The area managed for recovery since a Caribou Recovery Plan was written in 1994 covers about 746,500 acres in the US.  The recently proposed Critical Habitat is 375,565 acres-only about half the Recovery Area.

The mountain ecotype of caribou are a globally unique species found only in the inland temperate rainforests of southeast British Columbia and parts of Washington, Idaho and Montana.  These caribou have survived two ice ages, human development, and human degradation of their land. These endangered animals symbolize the valuable remnants of a once-thriving ecosystem, with clean air, clean water, and pristine forests.

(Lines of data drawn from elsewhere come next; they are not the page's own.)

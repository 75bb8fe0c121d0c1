use flashcard_trainer::deck::parse_deck;
use flashcard_trainer::{MemoryStore, ResponseType, Scheduler};

const DECK: &str = r#"[
    {"english": "to eat", "indonesian": "makan", "importance": 5},
    {"english": "house", "indonesian": "rumah", "importance": 3},
    {"english": "slowly", "indonesian": "pelan-pelan", "importance": 1},
    {"indonesian": "tanpa arti"}
]"#;

#[test]
fn drill_cycles_through_the_deck_by_priority() {
    let deck = parse_deck(DECK).unwrap();
    let mut s = Scheduler::with_seed(Box::new(MemoryStore::new()), 0);

    // Everything is due at the start, so importance decides.
    let order: Vec<String> = s
        .sort_by_priority(deck.clone())
        .into_iter()
        .map(|item| item.back)
        .collect();
    assert_eq!(order, vec!["makan", "rumah", "pelan-pelan"]);

    // Answering the top card drops it behind the next due card.
    let first = s.sort_by_priority(deck.clone()).remove(0);
    s.update_stats(&first, ResponseType::Correct).unwrap();
    let next = s.sort_by_priority(deck.clone()).remove(0);
    assert_eq!(next.back, "rumah");

    // A missed card comes back quickly, even ahead of a due low-importance card.
    s.update_stats(&next, ResponseType::Incorrect).unwrap();
    let again = s.sort_by_priority(deck.clone()).remove(0);
    assert_eq!(again.back, "rumah");

    s.update_stats(&again, ResponseType::Sorta).unwrap();
    assert_eq!(s.global_word_counter(), 3);

    let upcoming = s.sort_by_priority(deck.clone());
    let order: Vec<&str> = upcoming.iter().map(|item| item.back.as_str()).collect();
    assert_eq!(order, vec!["rumah", "makan", "pelan-pelan"]);

    let due = s.due_items(&upcoming);
    assert_eq!(due.len(), 1);
    assert_eq!(due[0].back, "pelan-pelan");
}
// src/constants.rs

// --- Review Intervals (measured in cards seen, not seconds) ---
pub const CORRECT_INTERVAL: f64 = 90.0;
pub const SORTA_INTERVAL: f64 = 30.0;
pub const INCORRECT_INTERVAL: f64 = 15.0;

// --- Importance ---
pub const IMPORTANCE_MIN: i64 = 1;
pub const IMPORTANCE_MAX: i64 = 5;
pub const IMPORTANCE_DEFAULT: i64 = 3;

// Interval scaling: 1.5 - importance * 0.1 (importance 1 -> 1.4, 5 -> 1.0)
pub const INTERVAL_FACTOR_BASE: f64 = 1.5;
pub const INTERVAL_FACTOR_STEP: f64 = 0.1;

// --- Priority Scoring ---
// Due items: (6 - importance) * 10
pub const DUE_SCORE_CEILING: i64 = 6;
pub const DUE_SCORE_MULTIPLIER: f64 = 10.0;
// Not-yet-due items: 1 - (importance - 1) * 0.15
pub const PENDING_FACTOR_STEP: f64 = 0.15;

// --- Logical Clock ---
// Seed range for the session clock, exclusive upper bound.
pub const CLOCK_SEED_MAX: i64 = 10;

// --- Storage ---
pub const APP_DIR_NAME: &str = "flashcard-trainer";
pub const JSON_STORE_FILE: &str = "stats.json";
pub const SQLITE_STORE_FILE: &str = "stats.db";
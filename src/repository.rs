// src/repository.rs

use crate::models::{StatsMap, WordStats};
use log::debug;
use rusqlite::{params, Connection, OptionalExtension, Result};

/// Reads every stats row into a map keyed by item key.
pub fn load_all_stats(conn: &Connection) -> Result<StatsMap> {
    let mut stmt = conn.prepare(
        "SELECT word_key, correct_count, sorta_count, incorrect_count,
                last_seen_count, next_review_count, importance
         FROM word_stats",
    )?;

    let rows = stmt.query_map([], |row| {
        let key: String = row.get(0)?;
        Ok((
            key,
            WordStats {
                correct_count: row.get(1)?,
                sorta_count: row.get(2)?,
                incorrect_count: row.get(3)?,
                last_seen_count: row.get(4)?,
                next_review_count: row.get(5)?,
                importance: row.get(6)?,
                priority_score: 0.0,
            },
        ))
    })?;

    let stats = rows.collect::<Result<StatsMap>>()?;
    debug!("[DB] Loaded {} stats rows", stats.len());
    Ok(stats)
}

/// Fetches a single record, if present.
pub fn get_word_stats(conn: &Connection, key: &str) -> Result<Option<WordStats>> {
    conn.query_row(
        "SELECT correct_count, sorta_count, incorrect_count,
                last_seen_count, next_review_count, importance
         FROM word_stats WHERE word_key = ?",
        [key],
        |row| {
            Ok(WordStats {
                correct_count: row.get(0)?,
                sorta_count: row.get(1)?,
                incorrect_count: row.get(2)?,
                last_seen_count: row.get(3)?,
                next_review_count: row.get(4)?,
                importance: row.get(5)?,
                priority_score: 0.0,
            })
        },
    )
    .optional()
}

/// Replaces the table contents with `stats` in a single transaction.
pub fn replace_all_stats(conn: &mut Connection, stats: &StatsMap, timestamp: i64) -> Result<()> {
    let tx = conn.transaction()?;
    tx.execute("DELETE FROM word_stats", [])?;
    {
        let mut stmt = tx.prepare(
            "INSERT INTO word_stats (word_key, correct_count, sorta_count, incorrect_count,
                last_seen_count, next_review_count, importance, updated_at)
             VALUES (?, ?, ?, ?, ?, ?, ?, ?)",
        )?;
        for (key, s) in stats {
            stmt.execute(params![
                key,
                s.correct_count,
                s.sorta_count,
                s.incorrect_count,
                s.last_seen_count,
                s.next_review_count,
                s.importance,
                timestamp
            ])?;
        }
    }
    tx.commit()?;
    debug!("[DB] Persisted {} stats rows", stats.len());
    Ok(())
}
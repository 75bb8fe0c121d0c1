use flashcard_trainer::{
    Item, JsonFileStore, ResponseType, Scheduler, SqliteStore, StatsStore,
};
use std::fs;
use tempfile::TempDir;

fn house() -> Item {
    Item::new("house", "rumah").with_importance(4)
}

#[test]
fn json_history_carries_across_sessions() {
    let dir = TempDir::new().unwrap();
    let path = dir.path().join("nested").join("stats.json");

    {
        let mut s = Scheduler::with_seed(Box::new(JsonFileStore::new(&path)), 0);
        s.update_stats(&house(), ResponseType::Correct).unwrap();
        s.update_stats(&house(), ResponseType::Incorrect).unwrap();
    }
    assert!(path.exists());

    let mut s = Scheduler::with_seed(Box::new(JsonFileStore::new(&path)), 0);
    // New session: nothing reviewed yet, so the item is due and unscheduled.
    assert!(s.session_stats(&house()).is_none());
    let totals = s.get_word_stats(&house()).unwrap();
    assert_eq!((totals.correct, totals.incorrect), (1, 1));

    s.update_stats(&house(), ResponseType::Sorta).unwrap();
    let stored = JsonFileStore::new(&path).load().unwrap();
    let record = &stored["house:rumah"];
    assert_eq!(record.correct_count, 1);
    assert_eq!(record.sorta_count, 1);
    assert_eq!(record.incorrect_count, 1);
    assert_eq!(record.importance, 4);
}

#[test]
fn json_missing_file_loads_empty() {
    let dir = TempDir::new().unwrap();
    let store = JsonFileStore::new(dir.path().join("absent.json"));
    assert!(store.load().unwrap().is_empty());
}

#[test]
fn corrupt_json_starts_fresh_and_is_overwritten() {
    let dir = TempDir::new().unwrap();
    let path = dir.path().join("stats.json");
    fs::write(&path, "{ not json").unwrap();

    assert!(JsonFileStore::new(&path).load().is_err());

    let mut s = Scheduler::with_seed(Box::new(JsonFileStore::new(&path)), 3);
    assert_eq!(s.get_word_stats(&house()), None);

    s.update_stats(&house(), ResponseType::Correct).unwrap();
    let stored = JsonFileStore::new(&path).load().unwrap();
    assert_eq!(stored["house:rumah"].correct_count, 1);
    assert_eq!(stored["house:rumah"].next_review_count, 3 + 99);
}

#[test]
fn sqlite_history_carries_across_sessions() {
    let dir = TempDir::new().unwrap();
    let path = dir.path().join("stats.db");

    {
        let store = SqliteStore::open(&path).unwrap();
        let mut s = Scheduler::with_seed(Box::new(store), 0);
        s.set_autosave(false);
        s.update_stats(&house(), ResponseType::Correct).unwrap();
        s.update_stats(&house(), ResponseType::Correct).unwrap();
        s.save_stats().unwrap();
    }

    let s = Scheduler::with_seed(Box::new(SqliteStore::open(&path).unwrap()), 0);
    let totals = s.get_word_stats(&house()).unwrap();
    assert_eq!(totals.correct, 2);
    assert_eq!(totals.accuracy(), 100);
    assert!(s.get_stats_display(&house()).starts_with("All time: Times seen: 2"));
}

#[test]
fn reset_is_persisted_with_importance() {
    let dir = TempDir::new().unwrap();
    let path = dir.path().join("stats.db");

    let mut s = Scheduler::with_seed(Box::new(SqliteStore::open(&path).unwrap()), 0);
    let water = Item::new("water", "air").with_importance(2);
    s.update_stats(&house(), ResponseType::Incorrect).unwrap();
    s.update_stats(&water, ResponseType::Correct).unwrap();
    s.reset_stats().unwrap();
    drop(s);

    let stored = SqliteStore::open(&path).unwrap().load().unwrap();
    assert_eq!(stored.len(), 2);
    assert_eq!(stored["house:rumah"].total_reviews(), 0);
    assert_eq!(stored["house:rumah"].importance, 4);
    assert_eq!(stored["water:air"].next_review_count, 0);
    assert_eq!(stored["water:air"].importance, 2);
}
//! Uploaded-file entity mapping for the `uploaded_files` table.

use chrono::{DateTime, Utc};
use sqlx::FromRow;

use domain::models::UploadedFile;

/// Database row for a stored CSV file.
#[derive(Debug, Clone, FromRow)]
pub struct UploadedFileEntity {
    pub id: i64,
    pub original_name: String,
    pub storage_path: String,
    pub file_size: i64,
    pub columns: Option<Vec<String>>,
    pub is_enriched: bool,
    pub parent_file_id: Option<i64>,
    pub created_at: DateTime<Utc>,
}

impl UploadedFileEntity {
    /// Convert into the domain model.
    pub fn into_model(self) -> UploadedFile {
        UploadedFile {
            id: self.id,
            original_name: self.original_name,
            storage_path: self.storage_path,
            file_size: self.file_size,
            columns: self.columns,
            is_enriched: self.is_enriched,
            parent_file_id: self.parent_file_id,
            created_at: self.created_at,
        }
    }
}

#[cfg(test)]
mod tests {
    use super::*;

    #[test]
    fn test_into_model_preserves_fields() {
        let entity = UploadedFileEntity {
            id: 3,
            original_name: "orders.csv".to_string(),
            storage_path: "f00d.csv".to_string(),
            file_size: 128,
            columns: Some(vec!["order_id".to_string()]),
            is_enriched: true,
            parent_file_id: Some(1),
            created_at: Utc::now(),
        };

        let model = entity.clone().into_model();
        assert_eq!(model.id, entity.id);
        assert_eq!(model.original_name, "orders.csv");
        assert_eq!(model.parent_file_id, Some(1));
        assert!(model.is_enriched);
    }
}
//! Enrichment request and job lifecycle models.

use chrono::{DateTime, Utc};
use serde::{Deserialize, Serialize};
use uuid::Uuid;
use validator::Validate;

use shared::validation::{validate_csv_name, validate_http_url};

/// Request payload for submitting an enrichment job.
///
/// Validated synchronously at submission time; a job is only created once
/// every rule here passes. Uniqueness of `enriched_file_name` is checked
/// against the catalog by the handler, not here.
#[derive(Debug, Clone, Serialize, Deserialize, Validate)]
pub struct EnrichmentRequest {
    #[validate(url(message = "API endpoint must be a valid URL"))]
    #[validate(custom(function = "validate_http_url"))]
    pub api_endpoint: String,

    #[validate(length(min = 1, max = 255, message = "File key column must not be empty"))]
    pub file_key: String,

    #[validate(length(min = 1, max = 255, message = "API key field must not be empty"))]
    pub api_key: String,

    #[validate(custom(function = "validate_csv_name"))]
    pub enriched_file_name: String,
}

/// Lifecycle state of an enrichment job.
///
/// Transitions: `Queued -> Processing -> {Completed, Failed}`.
/// `Completed` and `Failed` are terminal.
#[derive(Debug, Clone, Copy, PartialEq, Eq, Serialize, Deserialize)]
pub enum JobStatus {
    Queued,
    Processing,
    Completed,
    Failed,
}

impl JobStatus {
    /// Whether no further transitions can occur.
    pub fn is_terminal(&self) -> bool {
        matches!(self, JobStatus::Completed | JobStatus::Failed)
    }
}

impl std::fmt::Display for JobStatus {
    fn fmt(&self, f: &mut std::fmt::Formatter<'_>) -> std::fmt::Result {
        let s = match self {
            JobStatus::Queued => "Queued",
            JobStatus::Processing => "Processing",
            JobStatus::Completed => "Completed",
            JobStatus::Failed => "Failed",
        };
        f.write_str(s)
    }
}

/// Point-in-time view of a job, as seen by status pollers.
#[derive(Debug, Clone, Serialize)]
pub struct JobSnapshot {
    pub status: JobStatus,
    pub progress: u8,
    pub updated_at: DateTime<Utc>,
    #[serde(skip_serializing_if = "Option::is_none")]
    pub error: Option<String>,
    #[serde(skip_serializing_if = "Option::is_none")]
    pub result_file_id: Option<i64>,
}

/// Response body for the job status polling endpoint.
#[derive(Debug, Clone, Serialize)]
pub struct JobStatusResponse {
    pub job_id: Uuid,
    #[serde(flatten)]
    pub snapshot: JobSnapshot,
}

/// Response body returned when an enrichment request is accepted.
#[derive(Debug, Clone, Serialize)]
pub struct EnrichmentAccepted {
    pub job_id: Uuid,
    pub status: JobStatus,
}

Local government figures and others have expressed and fomented fears that the proposed designation of critical habitat in the southern Selkirk Mountains is just more federal meddling in local affairs. Some snowmobile and timber interests believe that livelihoods would be threatened by critical habitat designation, but since 1987 caribou recovery has been a part of the forest plans for the Idaho Panhandle and Colville National Forests. Designation of caribou critical habitat includes national forest habitats already being managed by for caribou recovery.


  • Click here to read the June 14, Spokesman Review article on snowmobiler-commissioned study.
  • Click here to read the May 31, Spokesman Review article on draft economic analysis for recovery area.
  • Click here to read the Spokesman Review article, Caribou face precarious prognosis, by Becky Kramer, February 26, 2012
  • Click here to read the Spokesman Review article, Feds propose critical caribou habitat in Idaho, Washington, by Rich Landers, November 29, 2011
  • Click here to read The Spokesman Review article, Agency will study habitat of caribou - Conservationists hail decision as crucial for species' survival, by Becky Kramer, The Spokesman Review, June 4, 2009

Our fish and wildlife friends are important parts of balanced ecological systems. These "ecosystems" are made up of diverse habitats, which not only support viable populations of wildlife, but also provide priceless services to human communities such as clean water. Animal and fish populations thus serve as indicators when human activities become unsustainable.

These are reasons why The Lands Council works to save endangered, threatened, and sensitive species, such as mountain caribou, Canada lynx, and bull trout. And because these species depend so much on intact forest ecosystems, we work to preserve old growth and native forests, restore watersheds, and protect roadless areas.